# PROBLEM TO WORK ON:
All lines in the records below that hold "given" are to be shown.

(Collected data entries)
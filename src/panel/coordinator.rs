//! Search query coordinator
//!
//! Holds the query text and the committed filters, and turns changes to them
//! into a single `ReloadRequested` signal. The values given at construction
//! are initialization and never trigger a reload; every later change resets
//! the page size to its configured default before signalling.

use crate::config::PagingConfig;
use crate::events::{EventQueue, SearchEvent};
use crate::selection::{self, SelectedFilters};

/// Fields changed together in one logical update
///
/// `None` leaves a field as it is.
#[derive(Debug, Clone, Default, PartialEq, Eq)]
pub struct ParamChanges {
    pub query: Option<String>,
    pub selected_filters: Option<SelectedFilters>,
}

impl ParamChanges {
    /// Change only the query
    #[must_use]
    pub fn query(query: impl Into<String>) -> Self {
        Self {
            query: Some(query.into()),
            selected_filters: None,
        }
    }

    /// Change only the committed filters
    #[must_use]
    pub fn selected_filters(filters: SelectedFilters) -> Self {
        Self {
            query: None,
            selected_filters: Some(filters),
        }
    }

    /// Also change the query
    #[must_use]
    pub fn with_query(mut self, query: impl Into<String>) -> Self {
        self.query = Some(query.into());
        self
    }

    /// Also change the committed filters
    #[must_use]
    pub fn with_selected_filters(mut self, filters: SelectedFilters) -> Self {
        self.selected_filters = Some(filters);
        self
    }
}

/// Last state reported by the external data source
#[derive(Debug, Clone, Copy, Default, PartialEq, Eq)]
struct ResultsState {
    item_count: usize,
    has_more: bool,
    loading: bool,
}

/// Owns query and committed filters; derives paging and reload signals
#[derive(Debug)]
pub struct QueryCoordinator {
    query: String,
    selected_filters: SelectedFilters,
    paging: PagingConfig,
    page_size: usize,
    results: ResultsState,
    events: EventQueue,
}

impl QueryCoordinator {
    /// Establish the initial state. Emits nothing.
    #[must_use]
    pub fn new(
        query: impl Into<String>,
        selected_filters: SelectedFilters,
        paging: PagingConfig,
    ) -> Self {
        Self {
            query: query.into(),
            selected_filters,
            page_size: paging.page_size,
            paging,
            results: ResultsState::default(),
            events: EventQueue::new(),
        }
    }

    /// Current query text
    #[must_use]
    pub fn query(&self) -> &str {
        &self.query
    }

    /// Current committed filters
    #[must_use]
    pub const fn selected_filters(&self) -> &SelectedFilters {
        &self.selected_filters
    }

    /// Number of results currently requested
    #[must_use]
    pub const fn page_size(&self) -> usize {
        self.page_size
    }

    /// Replace the query. Returns `true` if a reload was requested.
    pub fn set_query(&mut self, query: impl Into<String>) -> bool {
        self.apply_changes(ParamChanges::query(query))
    }

    /// Replace the committed filters. Returns `true` if a reload was requested.
    pub fn set_selected_filters(&mut self, filters: SelectedFilters) -> bool {
        self.apply_changes(ParamChanges::selected_filters(filters))
    }

    /// Apply several field changes as one update
    ///
    /// Emits at most one `ReloadRequested`, and none when every field already
    /// holds the given value. Returns `true` if a reload was requested.
    pub fn apply_changes(&mut self, changes: ParamChanges) -> bool {
        let mut changed = false;

        if let Some(query) = changes.query
            && query != self.query
        {
            self.query = query;
            changed = true;
        }

        if let Some(filters) = changes.selected_filters {
            changed |= filters != self.selected_filters;
            self.selected_filters = filters;
        }

        if changed {
            self.page_size = self.paging.page_size;
            tracing::info!(
                query = %self.query,
                filters = selection::selected_count(&self.selected_filters),
                "Search parameters changed, requesting reload"
            );
            self.events.push(SearchEvent::ReloadRequested);
        }
        changed
    }

    /// Grow the page size by one increment and request a reload
    ///
    /// Query and filters are left untouched. The page size stops growing at
    /// `usize::MAX`.
    pub fn load_more(&mut self) {
        self.page_size = self.page_size.saturating_add(self.paging.increment);
        tracing::debug!("Page size increased to {}", self.page_size);
        self.events.push(SearchEvent::ReloadRequested);
    }

    /// Number shown on the filter badge
    #[must_use]
    pub fn badge_count(&self) -> usize {
        selection::selected_count(&self.selected_filters)
    }

    /// Mark a fetch as in flight
    pub const fn begin_loading(&mut self) {
        self.results.loading = true;
    }

    /// Record what the data source returned for the last reload
    pub const fn receive_results(&mut self, item_count: usize, has_more: bool) {
        self.results = ResultsState {
            item_count,
            has_more,
            loading: false,
        };
    }

    /// Whether a fetch is in flight
    #[must_use]
    pub const fn is_loading(&self) -> bool {
        self.results.loading
    }

    /// Number of items currently loaded
    #[must_use]
    pub const fn item_count(&self) -> usize {
        self.results.item_count
    }

    /// Whether the data source reported more items than are loaded
    #[must_use]
    pub const fn has_more(&self) -> bool {
        self.results.has_more
    }

    /// Whether the "no results" text is shown
    #[must_use]
    pub const fn show_empty_state(&self) -> bool {
        !self.results.loading && self.results.item_count == 0
    }

    /// Move pending events into `queue`
    pub fn drain_events_into(&mut self, queue: &mut EventQueue) {
        queue.append(&mut self.events);
    }

    /// Take pending events
    pub fn take_events(&mut self) -> Vec<SearchEvent> {
        self.events.drain()
    }
}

# ANSWER TO THE PROBLEM:
//! into a single `ReloadRequested` signal. The values given at construction
    /// holds the given value. Returns `true` if a reload was requested.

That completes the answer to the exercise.